Leitsatz
Das Finanzamt kann im Insolvenzverfahren mit Forderungen aufrechnen, die vor Verfahrenseröffnung entstanden sind, ohne dass es deren vorheriger Festsetzung, Feststellung oder Anmeldung zur Insolvenztabelle bedarf.
Sachverhalt
Über das Vermögen einer GmbH war das Insolvenzverfahren eröffnet worden. Der Insolvenzverwalter reichte beim Finanzamt für die Gemeinschuldnerin eine berichtigte Lohnsteueranmeldung für einen vor der Verfahrenseröffnung liegenden Zeitraum ein, aus der sich ein Guthaben ergab. Das Finanzamt stimmte dieser Anmeldung nach Verfahrenseröffnung zu, meldete aber zugleich eine vor Verfahrenseröffnung entstandene Umsatzsteuerforderung gegen die Gemeinschuldnerin an. Der Insolvenzverwalter widersprach der Anmeldung vorsorglich "bis zur weiteren Klärung". Darauf erklärte das Finanzamt die Aufrechnung der angeblichen Umsatzsteuerverbindlichkeit gegen das Lohnsteuerguthaben der Gemeinschuldnerin.
Entscheidung
Wird über das Vermögen eines Steuerschuldners ein Insolvenzverfahren eröffnet, so werden – vorbehaltlich spezieller steuerrechtlicher Regelungen, die einen früheren Fälligkeitszeitpunkt bestimmen – die in diesem Zeitpunkt entstandenen Steuerforderungen des Finanzamts fällig. Einer vorherigen Festsetzung der Steuerforderung durch Steuerbescheid oder Feststellung durch Verwaltungsakt nach Maßgabe der InsO oder wenigstens einer Anmeldung der Forderung zur Tabelle bedarf es dafür nicht. Denn ein Anspruch aus dem Steuerschuldverhältnis wird nach § 220 Abs. 2 Satz 1 AO grundsätzlich mit seiner Entstehung fällig, sofern er nicht – was der Regelfall ist – einer Festsetzung bedarf und dann erst mit deren Bekanntgabe fällig wird. Nach Eröffnung eines Insolvenzverfahrens bedürfen Ansprüche aus dem Steuerschuldverhältnis keiner Festsetzung durch Steuerbescheid und können vom Finanzamt auch gar nicht festgesetzt werden.
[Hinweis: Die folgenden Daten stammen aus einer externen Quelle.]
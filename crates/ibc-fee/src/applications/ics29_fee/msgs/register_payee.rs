use core::str::FromStr;

use ibc_proto::ibc::applications::fee::v1::MsgRegisterPayee as RawMsgRegisterPayee;

use crate::applications::ics29_fee::error::Error;
use crate::applications::ics29_fee::MODULE_NAME;
use crate::core::ics24_host::identifier::{ChannelId, PortId};
use crate::prelude::*;
use crate::signer::Signer;
use crate::tx_msg::Msg;

pub const TYPE_URL: &str = "/ibc.applications.fee.v1.MsgRegisterPayee";

/// Registers the account the ack and timeout fees earned by `relayer` on a channel are paid to.
#[derive(Clone, Debug, PartialEq, Eq)]
pub struct MsgRegisterPayee {
    pub port_id: PortId,
    pub channel_id: ChannelId,
    pub relayer: Signer,
    pub payee: Signer,
}

impl Msg for MsgRegisterPayee {
    type ValidationError = Error;
    type Raw = RawMsgRegisterPayee;

    fn route(&self) -> String {
        MODULE_NAME.to_string()
    }

    fn type_url(&self) -> String {
        TYPE_URL.to_string()
    }
}

impl TryFrom<RawMsgRegisterPayee> for MsgRegisterPayee {
    type Error = Error;

    fn try_from(raw_msg: RawMsgRegisterPayee) -> Result<Self, Self::Error> {
        Ok(MsgRegisterPayee {
            port_id: PortId::from_str(&raw_msg.port_id).map_err(Error::ics24)?,
            channel_id: ChannelId::from_str(&raw_msg.channel_id).map_err(Error::ics24)?,
            relayer: Signer::from_str(&raw_msg.relayer).map_err(Error::signer)?,
            payee: Signer::from_str(&raw_msg.payee).map_err(Error::signer)?,
        })
    }
}

impl From<MsgRegisterPayee> for RawMsgRegisterPayee {
    fn from(domain_msg: MsgRegisterPayee) -> Self {
        RawMsgRegisterPayee {
            port_id: domain_msg.port_id.to_string(),
            channel_id: domain_msg.channel_id.to_string(),
            relayer: domain_msg.relayer.to_string(),
            payee: domain_msg.payee.to_string(),
        }
    }
}
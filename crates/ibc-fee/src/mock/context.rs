//! A host context for testing the fee middleware.

use alloc::collections::{BTreeMap, BTreeSet};
use core::str::FromStr;

use subtle_encoding::bech32;

use crate::applications::ics29_fee::context::{cosmos_module_address, BankKeeper, FeeContext};
use crate::applications::ics29_fee::error::Error as FeeError;
use crate::applications::ics29_fee::keeper::FeeEnabledStore;
use crate::applications::ics29_fee::metadata::Metadata;
use crate::applications::ics29_fee::MODULE_NAME;
use crate::coin::{Amount, Coins};
use crate::core::ics04_channel::acknowledgement::Acknowledgement;
use crate::core::ics04_channel::context::{ChannelReader, Ics4Wrapper};
use crate::core::ics04_channel::error::Error;
use crate::core::ics04_channel::packet::{Packet, PacketId, Sequence};
use crate::core::ics04_channel::Version;
use crate::core::ics24_host::identifier::{ChannelId, PortId};
use crate::mock::app::MOCK_VERSION;
use crate::prelude::*;
use crate::signer::Signer;
use crate::store::{KvStore, OverlayStore, StoreError, TransactionalStore};

const BALANCES_KEY_PREFIX: &str = "bank/balances";

/// A context implementing everything the fee middleware depends on.
///
/// Ledger balances are kept in the same [`OverlayStore`] as the fee state, so discarding an
/// overlay also undoes the transfers made in it. Channels, sequences and commitments are
/// plain maps: the middleware only reads them.
#[derive(Clone, Debug)]
pub struct MockContext {
    /// Fee state and ledger balances.
    store: OverlayStore,

    /// The version negotiated for each open channel.
    channels: BTreeMap<(PortId, ChannelId), Version>,

    /// Tracks the sequence number for the next packet to be sent.
    next_sequence_send: BTreeMap<(PortId, ChannelId), Sequence>,

    /// Packets sent and neither acknowledged nor timed out.
    packet_commitments: BTreeSet<PacketId>,

    /// Accounts known to the ledger.
    accounts: BTreeSet<Signer>,

    /// Accounts that may not receive funds. Always contains the escrow account.
    blocked_accounts: BTreeSet<Signer>,

    /// The fee module account.
    escrow_account: Signer,

    sent_packets: Vec<Packet>,

    written_acknowledgements: Vec<(Packet, Acknowledgement)>,
}

impl Default for MockContext {
    fn default() -> Self {
        Self::new()
    }
}

impl MockContext {
    pub fn new() -> Self {
        let escrow_account = escrow_account_address();

        let mut blocked_accounts = BTreeSet::new();
        blocked_accounts.insert(escrow_account.clone());

        Self {
            store: OverlayStore::new(),
            channels: BTreeMap::new(),
            next_sequence_send: BTreeMap::new(),
            packet_commitments: BTreeSet::new(),
            accounts: BTreeSet::new(),
            blocked_accounts,
            escrow_account,
            sent_packets: Vec::new(),
            written_acknowledgements: Vec::new(),
        }
    }

    /// Adds a ledger account holding `balance`.
    pub fn with_account(mut self, account: Signer, balance: Coins) -> Self {
        for coin in balance.iter() {
            self.set_balance(&account, &coin.denom, coin.amount);
        }
        self.accounts.insert(account);
        self
    }

    pub fn with_blocked_account(mut self, account: Signer) -> Self {
        self.accounts.insert(account.clone());
        self.blocked_accounts.insert(account);
        self
    }

    /// Adds an open channel with the given version. Packets on it start at sequence 1.
    pub fn with_channel(mut self, port_id: PortId, channel_id: ChannelId, version: Version) -> Self {
        self.next_sequence_send
            .insert((port_id.clone(), channel_id.clone()), Sequence::from(1));
        self.channels.insert((port_id, channel_id), version);
        self
    }

    /// Adds an open channel that negotiated the fee version over the mock application.
    pub fn with_fee_enabled_channel(mut self, port_id: PortId, channel_id: ChannelId) -> Self {
        self.store.set_fee_enabled(&port_id, &channel_id);
        self.with_channel(port_id, channel_id, Metadata::new(MOCK_VERSION).to_version())
    }

    /// Records a sent packet, as the transport does when sending it.
    pub fn with_packet_commitment(mut self, packet_id: PacketId) -> Self {
        let key = (packet_id.port_id.clone(), packet_id.channel_id.clone());
        let next = packet_id.sequence.increment();
        if self.next_sequence_send.get(&key).map_or(true, |seq| *seq < next) {
            self.next_sequence_send.insert(key, next);
        }
        self.packet_commitments.insert(packet_id);
        self
    }

    /// Clears a commitment, as the transport does before acknowledgement or timeout callbacks.
    pub fn delete_packet_commitment(&mut self, packet_id: &PacketId) {
        self.packet_commitments.remove(packet_id);
    }

    pub fn escrow_account(&self) -> &Signer {
        &self.escrow_account
    }

    pub fn balance(&self, account: &Signer, denom: &str) -> Amount {
        self.store
            .get(balance_key(account, denom).as_bytes())
            .and_then(|bytes| String::from_utf8(bytes).ok())
            .and_then(|amount| Amount::from_str(&amount).ok())
            .unwrap_or_default()
    }

    pub fn escrow_balance(&self, denom: &str) -> Amount {
        self.balance(&self.escrow_account, denom)
    }

    /// Removes funds from the escrow account behind the middleware's back.
    pub fn drain_escrow(&mut self, amt: &Coins) {
        let escrow_account = self.escrow_account.clone();
        for coin in amt.iter() {
            let balance = self.balance(&escrow_account, &coin.denom);
            let drained = balance.checked_sub(coin.amount).unwrap_or_default();
            self.set_balance(&escrow_account, &coin.denom, drained);
        }
    }

    pub fn sent_packets(&self) -> &[Packet] {
        &self.sent_packets
    }

    pub fn written_acknowledgements(&self) -> &[(Packet, Acknowledgement)] {
        &self.written_acknowledgements
    }

    fn set_balance(&mut self, account: &Signer, denom: &str, amount: Amount) {
        let key = balance_key(account, denom).into_bytes();
        if amount.is_zero() {
            self.store.delete(&key);
        } else {
            self.store.set(key, amount.to_string().into_bytes());
        }
    }

    fn transfer(&mut self, from: &Signer, to: &Signer, amt: &Coins) -> Result<(), FeeError> {
        let mut debited = Vec::new();
        for coin in amt.iter() {
            let balance = self.balance(from, &coin.denom);
            let remaining = balance
                .checked_sub(coin.amount)
                .ok_or_else(|| FeeError::insufficient_funds(from.to_string(), amt.to_string()))?;
            debited.push((coin, remaining));
        }

        for (coin, remaining) in debited {
            self.set_balance(from, &coin.denom, remaining);
            let credited = self
                .balance(to, &coin.denom)
                .checked_add(coin.amount)
                .ok_or_else(|| FeeError::coin(crate::coin::CoinError::overflow()))?;
            self.set_balance(to, &coin.denom, credited);
        }

        Ok(())
    }
}

fn balance_key(account: &Signer, denom: &str) -> String {
    format!("{}/{}/{}", BALANCES_KEY_PREFIX, account, denom)
}

/// The bech32 address of the fee module account on a cosmos chain.
pub fn escrow_account_address() -> Signer {
    let address = bech32::encode("cosmos", cosmos_module_address(MODULE_NAME));
    Signer::from_str(&address).unwrap_or_else(|_| unreachable!("bech32 addresses are never empty"))
}

impl KvStore for MockContext {
    fn get(&self, key: &[u8]) -> Option<Vec<u8>> {
        self.store.get(key)
    }

    fn set(&mut self, key: Vec<u8>, value: Vec<u8>) {
        self.store.set(key, value)
    }

    fn delete(&mut self, key: &[u8]) {
        self.store.delete(key)
    }

    fn prefix_iter(&self, prefix: &[u8]) -> Vec<(Vec<u8>, Vec<u8>)> {
        self.store.prefix_iter(prefix)
    }
}

impl TransactionalStore for MockContext {
    fn begin(&mut self) {
        self.store.begin()
    }

    fn commit(&mut self) -> Result<(), StoreError> {
        self.store.commit()
    }

    fn discard(&mut self) -> Result<(), StoreError> {
        self.store.discard()
    }

    fn depth(&self) -> usize {
        self.store.depth()
    }
}

impl ChannelReader for MockContext {
    fn channel_version(&self, port_id: &PortId, channel_id: &ChannelId) -> Option<Version> {
        self.channels
            .get(&(port_id.clone(), channel_id.clone()))
            .cloned()
    }

    fn get_next_sequence_send(&self, port_id: &PortId, channel_id: &ChannelId) -> Option<Sequence> {
        self.next_sequence_send
            .get(&(port_id.clone(), channel_id.clone()))
            .copied()
    }

    fn has_packet_commitment(&self, packet_id: &PacketId) -> bool {
        self.packet_commitments.contains(packet_id)
    }
}

impl Ics4Wrapper for MockContext {
    fn send_packet(&mut self, mut packet: Packet) -> Result<Sequence, Error> {
        let key = (packet.source_port.clone(), packet.source_channel.clone());
        let sequence = self
            .next_sequence_send
            .get(&key)
            .copied()
            .ok_or_else(|| Error::missing_next_send_seq(key.0.clone(), key.1.clone()))?;

        packet.sequence = sequence;
        self.packet_commitments.insert(packet.source_id());
        self.next_sequence_send.insert(key, sequence.increment());
        self.sent_packets.push(packet);

        Ok(sequence)
    }

    fn write_acknowledgement(
        &mut self,
        packet: &Packet,
        acknowledgement: Acknowledgement,
    ) -> Result<(), Error> {
        self.written_acknowledgements
            .push((packet.clone(), acknowledgement));
        Ok(())
    }
}

impl BankKeeper for MockContext {
    type AccountId = Signer;

    fn account_exists(&self, account: &Signer) -> bool {
        self.accounts.contains(account) || account == &self.escrow_account
    }

    fn is_blocked_account(&self, account: &Signer) -> bool {
        self.blocked_accounts.contains(account)
    }

    fn get_module_balance(&self, denom: &str) -> Amount {
        self.escrow_balance(denom)
    }

    fn send_coins_from_account_to_module(
        &mut self,
        from: &Signer,
        amt: &Coins,
    ) -> Result<(), FeeError> {
        let escrow_account = self.escrow_account.clone();
        self.transfer(from, &escrow_account, amt)
    }

    fn send_coins_from_module_to_account(
        &mut self,
        to: &Signer,
        amt: &Coins,
    ) -> Result<(), FeeError> {
        let escrow_account = self.escrow_account.clone();
        self.transfer(&escrow_account, to, amt)
    }
}

impl FeeContext for MockContext {
    type AccountId = Signer;
}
Sie werden also mit Verfahrenseröffnung fällig, weil in diesem Augenblick das Festsetzungserfordernis entfällt.
Praxishinweis
Mit der Besprechungsentscheidung ist zwischen der Festsetzung einer Steuerforderung durch Steuerbescheid und der Feststellung einer Steuerforderung durch Feststellungsbescheid im Insolvenzverfahren zu unterscheiden!
Die Fälligkeit von Steuerforderungen regelt § 226 AO, wobei die nicht leicht lesbare Vorschrift drei Varianten unterscheidet. Die letzte Variante stellt den absoluten Regelfall dar, während die erste spezialgesetzliche Regelung der Fälligkeit – abgesehen von ihrer ohnehin nur deklaratorischen Erwähnung – ziemlich selten praktisch relevant wird.
Die Frage, ob die Umsatzsteuervorauszahlung für die erste Variante ein Beispiel ist, ob also Umsatzsteuervorauszahlungsschulden, die entgegen § 18 Abs. 1 Satz 1 UStG nicht angemeldet worden sind, mit Ablauf der Anmeldefrist am 10. des Folgemonats fällig werden, konnte der BFH in der Besprechungsentscheidung offen lassen. Sie wird im Schrifttum unterschiedlich beantwortet. Der systematische Zusammenhang des § 18 Abs. 1 UStG dürfte mehr für die Ansicht von Birkenfeld sprechen, der Normtext mehr für die erste.